States are given two methods to stretch their funding amounts further, said Scott Wallsten, president of Technology Policy Institute. The first is to decide how they will distribute the money and the second is to determine where to set the extremely high-cost threshold, which will indicate where money can be spent for technology other than fiber.
Reverse auctions where providers bid on the lowest amount of grant funding needed to fund a program are the solution to efficiently distribute limited funds, which are expected to be delivered to the states by June 30, said Wallsten.
The Federal Communications Commission’s Rural Digital Opportunity Fund reverse auctions showed that winning bids were nearly half of what cost models estimated, which shows just how much dollars can stretch if done correctly, said Wallsten.
Not all industry experts agree, however. CEO of DTC Communications Chris Townson said in a panel this month that reverse auctions simply create a race to the bottom without considering quality. “Let’s put our money to the things that really matter,” he said.
We often underestimate the ability of firms to build out, said Greg Rosston of Stanford Institute for Economic Policy Research Wednesday. Firms will respond to lower bids by finding innovative ways to work more efficiently, he said. Companies have accurate information about program costs and understand the risks, he continued.
Photo of Greg Rosston during the webinar
“We should take advantage of this by harnessing the power of the markets,” he said, urging states to use reverse auctions to stretch the money further.

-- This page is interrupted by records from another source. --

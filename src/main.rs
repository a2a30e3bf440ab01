//! Gateway HTTP entrypoint.
//!
//! Startup order matters: configuration and the RSA keyring are validated
//! first (a failure exits 1 before any socket is bound), then the SQL pool,
//! schema, Redis nonce store, and the shared services. SIGTERM/SIGINT
//! drain MCP sessions and the listener within a 10-second deadline.

use std::net::SocketAddr;
use std::sync::Arc;

use dotenvy::dotenv;

use x402_mcp_gateway::config::Config;
use x402_mcp_gateway::crypto::ServerKeyring;
use x402_mcp_gateway::gateway;
use x402_mcp_gateway::mcp::McpSessionManager;
use x402_mcp_gateway::nonce::{NonceStore, RedisNonceStore};
use x402_mcp_gateway::oauth::SCOPES_SUPPORTED;
use x402_mcp_gateway::proxy::PayGate;
use x402_mcp_gateway::registry::ToolRegistry;
use x402_mcp_gateway::sig_down::SigDown;
use x402_mcp_gateway::sign::SigningService;
use x402_mcp_gateway::state::AppState;
use x402_mcp_gateway::store::Db;
use x402_mcp_gateway::workflow::WorkflowEngine;
use x402_mcp_gateway::telemetry;

#[tokio::main]
async fn main() {
    dotenv().ok();
    telemetry::init();

    if let Err(error) = run().await {
        tracing::error!(error = %error, "fatal startup error");
        std::process::exit(1);
    }
}

async fn run() -> Result<(), Box<dyn std::error::Error>> {
    let config = Config::load()?;

    let keyring = Arc::new(ServerKeyring::from_pems(
        &config.server_private_key_pem,
        &config.server_public_key_pem,
    )?);

    let db = Db::connect(&config.database_url).await?;
    db.migrate().await?;

    // First-party platform client, so the dapp can complete the code flow
    // without dynamic registration.
    let platform_secret_hash = bcrypt::hash(&config.mcp_client_secret, bcrypt::DEFAULT_COST)?;
    let platform_scopes: Vec<String> = SCOPES_SUPPORTED.iter().map(|s| s.to_string()).collect();
    db.seed_platform_client(
        &config.mcp_client_id,
        &platform_secret_hash,
        &config.app_url,
        &platform_scopes,
    )
    .await
    .map_err(|e| format!("failed to seed platform client: {e}"))?;

    let nonces: Arc<dyn NonceStore> = Arc::new(RedisNonceStore::connect(&config.redis_url).await?);

    let signing = SigningService::new(keyring.clone(), config.chain_id);
    let paygate = PayGate::new(signing.clone(), keyring.clone(), nonces.clone());
    let engine = WorkflowEngine::new(
        db.clone(),
        paygate.clone(),
        signing.clone(),
        config.relayer_url.clone(),
    );
    let registry = ToolRegistry::new(db.clone());
    let mcp_sessions = Arc::new(McpSessionManager::new());

    // A registry refresh re-materializes the slug's tool surface into every
    // live session, then pushes tools/list_changed down their streams.
    {
        let sessions = Arc::downgrade(&mcp_sessions);
        let registry_handle = Arc::downgrade(&registry);
        registry.subscribe(Arc::new(move |slug: &str| {
            let Some(sessions) = sessions.upgrade() else {
                return;
            };
            let Some(registry) = registry_handle.upgrade() else {
                return;
            };
            let slug = slug.to_string();
            tokio::spawn(async move {
                if let Ok(Some(config)) = registry.load_tools_for_slug(&slug).await {
                    for session in sessions.sessions_for_slug(&slug) {
                        session.replace_config(config.clone());
                    }
                }
                sessions.notify_slug(&slug);
            });
        }));
    }

    let state = Arc::new(AppState {
        config: config.clone(),
        db,
        keyring,
        signing,
        paygate,
        engine,
        registry,
        nonces,
        mcp_sessions: mcp_sessions.clone(),
    });

    let app = gateway::routes(state);

    let addr = SocketAddr::new(config.host, config.port);
    tracing::info!(%addr, "starting gateway");
    let listener = tokio::net::TcpListener::bind(addr).await?;

    let sig_down = SigDown::try_new()?;
    sig_down.arm_deadline();
    let shutdown_token = sig_down.cancellation_token();
    let graceful = async move { shutdown_token.cancelled().await };

    axum::serve(listener, app)
        .with_graceful_shutdown(graceful)
        .await?;

    mcp_sessions.close_all();
    tracing::info!("shutdown complete");
    Ok(())
}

NTIA should give direction on competitive grant requirements
Furthermore, the NTIA should set a framework for what states can do to meet the competitive grant requirement, said Rosston.
The law specifies that states must have a competitive grant process without explaining what that means, he said. As it stands currently, it is unclear how states will decide how to allocate the money awarded to them in the BEAD program, Rosston continued. There is a lot of opportunity for wasteful spending, he said.
We do not want 50 states and territories struggling to organize their own competitive grant processes, added Wallsten.
There is nothing preventing the NTIA from asking the FCC to help the states with reverse auction processes by making the software and rules from RDOF auctions available or even running the auctions for the states, said Rosston. We need to make it easy to have states run their competitive processes as required in the law, he stated.